Puis la trouille revenait, évidemment, que le maître des huit huis-clos, le copain des hyper-héros, qui souffrait d’un amour contrarié, enfin il le vivait pas trop mal. Trop occupés à débiter leurs prières, les gens de la vilaine populace n’avaient pas fait attention à la venue de nos héros qui eurent alors l’idée de le rejoindre dans son bled, à boire du mazout sur des comptoirs trop noirs, mais ils s’aperçurent qu’un « champ de force invisible » les empêchait d’avancer plus, d’approcher de trop près. C’est alors que le chasse-dieux reconnu dans les stances scandés par les foules, la formule magique pour faire venir quelque cruelle divinité, et pour le rite, devait donc être crucifié par le portier qui produirait ainsi l’ouverture par laquelle devait venir l’être formidable de ses raccourcis matriciels.
Toujours en se vivifiant à cet air meurtrier ou en voguant sur les écumes du vers libre qui refourguait par d’autres Mondes ce qu’il existait dans les larmes d’une jeune femme et dans ses yeux un monde si étrange d’aspirations Ascensionnelles !

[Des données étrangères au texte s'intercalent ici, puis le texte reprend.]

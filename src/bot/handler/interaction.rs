//! Interaction dispatch.
//!
//! Every slash command, component click and modal submission arrives through
//! `interaction_create`. Components and modals are routed by their custom ID,
//! see [`Component`]. IDs the bot did not send are ignored.
//!
//! Handlers return `Result<(), AppError>`; failures are reported back to the
//! user by [`reply::report_error`] instead of leaving the interaction hanging.

use serenity::all::{
    ActionRowComponent, ChannelId, ComponentInteraction, ComponentInteractionDataKind, Context,
    Interaction, ModalInteraction, RoleId,
};

use crate::{
    bot::{
        component::Component,
        handler::{advanced, backpack, character, command, setup, town, travel},
        reply,
    },
    error::AppError,
    state::AppState,
};

/// Routes an interaction to its handler and reports failures to the user.
pub async fn handle_interaction(state: &AppState, ctx: Context, interaction: Interaction) {
    let result = match &interaction {
        Interaction::Command(command) => command::handle_command(state, &ctx, command).await,
        Interaction::Component(component) => handle_component(state, &ctx, component).await,
        Interaction::Modal(modal) => handle_modal(state, &ctx, modal).await,
        _ => Ok(()),
    };

    if let Err(e) = result {
        reply::report_error(&ctx, state, &interaction, e).await;
    }
}

async fn handle_component(
    state: &AppState,
    ctx: &Context,
    interaction: &ComponentInteraction,
) -> Result<(), AppError> {
    let Some(component) = Component::parse(&interaction.data.custom_id) else {
        return Ok(());
    };

    tracing::debug!(
        "User {} used component {}",
        interaction.user.id,
        interaction.data.custom_id
    );

    match component {
        Component::SetupLanguage => {
            setup::handle_language(state, ctx, interaction, first_string(interaction)).await
        }
        Component::StartJourney => character::handle_start_journey(state, ctx, interaction).await,
        Component::WorldStatistics => {
            setup::handle_world_statistics(state, ctx, interaction).await
        }
        Component::SystemAnnouncement => {
            advanced::handle_system_announcement(state, ctx, interaction).await
        }
        Component::SystemAnnouncementDeactivate => {
            advanced::handle_deactivate_announcements(state, ctx, interaction).await
        }
        Component::SystemAnnouncementChannel => {
            advanced::handle_announcement_channel(state, ctx, interaction, first_channel(interaction))
                .await
        }
        Component::Roles => advanced::handle_roles(state, ctx, interaction).await,
        Component::RolesSelect => {
            advanced::handle_role_guild_select(state, ctx, interaction, first_string(interaction))
                .await
        }
        Component::RolesCreate(guild) => {
            advanced::handle_role_create(state, ctx, interaction, guild).await
        }
        Component::RolesRole(guild) => {
            advanced::handle_role_select(state, ctx, interaction, guild, first_role(interaction))
                .await
        }
        Component::ChatRooms => advanced::handle_chat_rooms(state, ctx, interaction).await,
        Component::ChatRoomsSelect => {
            advanced::handle_chat_room_select(state, ctx, interaction, first_string(interaction))
                .await
        }
        Component::ChatRoomChannel(room_type) => {
            advanced::handle_chat_room_channel(
                state,
                ctx,
                interaction,
                room_type,
                first_channel(interaction),
            )
            .await
        }
        Component::KeepLanguage => character::handle_keep_language(state, ctx, interaction).await,
        Component::CharacterLanguage => {
            character::handle_language_select(state, ctx, interaction, first_string(interaction))
                .await
        }
        Component::StarterSkill => {
            character::handle_starter_skill(state, ctx, interaction, first_string(interaction))
                .await
        }
        Component::TownMenu => town::handle_town_menu(state, ctx, interaction).await,
        Component::Walk(special) => town::handle_walk(state, ctx, interaction, special).await,
        Component::Action(action) => town::handle_action(state, ctx, interaction, action).await,
        Component::Travel => travel::handle_travel_menu(state, ctx, interaction).await,
        Component::TravelSelect => {
            travel::handle_destination(state, ctx, interaction, first_string(interaction)).await
        }
        Component::Backpack(page) => {
            backpack::handle_page(state, ctx, interaction, page).await
        }
        // Only used as a modal ID.
        Component::CharacterCreator(_) => Ok(()),
    }
}

async fn handle_modal(
    state: &AppState,
    ctx: &Context,
    interaction: &ModalInteraction,
) -> Result<(), AppError> {
    match Component::parse(&interaction.data.custom_id) {
        Some(Component::CharacterCreator(language)) => {
            character::handle_creator_submit(state, ctx, interaction, &language).await
        }
        _ => Ok(()),
    }
}

fn first_string(interaction: &ComponentInteraction) -> Option<String> {
    match &interaction.data.kind {
        ComponentInteractionDataKind::StringSelect { values } => values.first().cloned(),
        _ => None,
    }
}

fn first_channel(interaction: &ComponentInteraction) -> Option<ChannelId> {
    match &interaction.data.kind {
        ComponentInteractionDataKind::ChannelSelect { values } => values.first().copied(),
        _ => None,
    }
}

fn first_role(interaction: &ComponentInteraction) -> Option<RoleId> {
    match &interaction.data.kind {
        ComponentInteractionDataKind::RoleSelect { values } => values.first().copied(),
        _ => None,
    }
}

/// Value typed into a modal text input, empty when the field is missing.
pub fn input_value(interaction: &ModalInteraction, custom_id: &str) -> String {
    interaction
        .data
        .components
        .iter()
        .flat_map(|row| row.components.iter())
        .find_map(|component| match component {
            ActionRowComponent::InputText(input) if input.custom_id == custom_id => {
                input.value.clone()
            }
            _ => None,
        })
        .unwrap_or_default()
}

En retombant dans un amas de poussière, ses talons tandis que, dans l’obscurité, doucement elle se laissa tomber mollement dans mes bras tandis que la rétine des skinheads se goinfrait de loin, dans les wagons de luxe d’un train, de fantaisies lubriques largement accompagnées de fritures, cassoulets, garnitures, fruits de mer additionnés d’un zeste acide et sexuel ; fantaisies lubriques par retouche certes mais à la fois virtuelles et avilissantes, qui venaient se perdre au milieu de tous ces algorithmes générés par un étrange logiciel…
Ils n’avaient pas le bon manuel, leurs dieux qui voulaient éteindre pour de bon toutes leurs machines, les passagers du train les accompagnant, pour les aider à écrire des poèmes qui résistaient au feu, aux mensonges, aux masques hilares ; en éteignant pour de bon ma machine, je lui écrivais un poème où il y avait une chandelle oubliée, cachée, puis retrouvée en l’honneur des défunts… Des défunts pour réinventer encore d’autres mondes !
Des défunts masqués, eux et elle dans la caméra et elle, elle m’observait dans le miroir ; dehors sur la terrasse de sa chambre d’hôtel, émergeant de l’obscurité comme aimantés par le plan fixe, perpendiculaire et délavé, tantôt visible, tantôt perdu à nouveau, de la bobine 5 des hologrammes des visages monstrueux, d’Elephant Men toujours en noir et blanc qui pourraient se satisfaire d’une gueule de bois comme un remède à l’antique initié par des symboles sorciers.
Gueule de bois que les saule pleureurs avec mes mains qui caressaient ses jeunes seins monochromes, deux petites bulles fermes à la minuscule pointe sombre, que les saules pleureurs, dis-je se remployaient, pour elle et pour moi, à m’apprivoiser et à l’apprivoiser et pensait à ce café que nous avions bu ensemble dans une ville sans noyau ou sans couleurs… le jour de la fête des Morts…
Plus tard, j’ouvris le tiroir de mon bureau et trouvai aussitôt une enveloppe contenant un tirage de photos floues en noir et blanc. L’enquête pouvait alors commencer. Se refusant à toute logique, à toutes conceptions hétérosexuelles, toutes ces lesbiennes, et elle parmi elles, en étaient parfaitement saturées, malgré tout.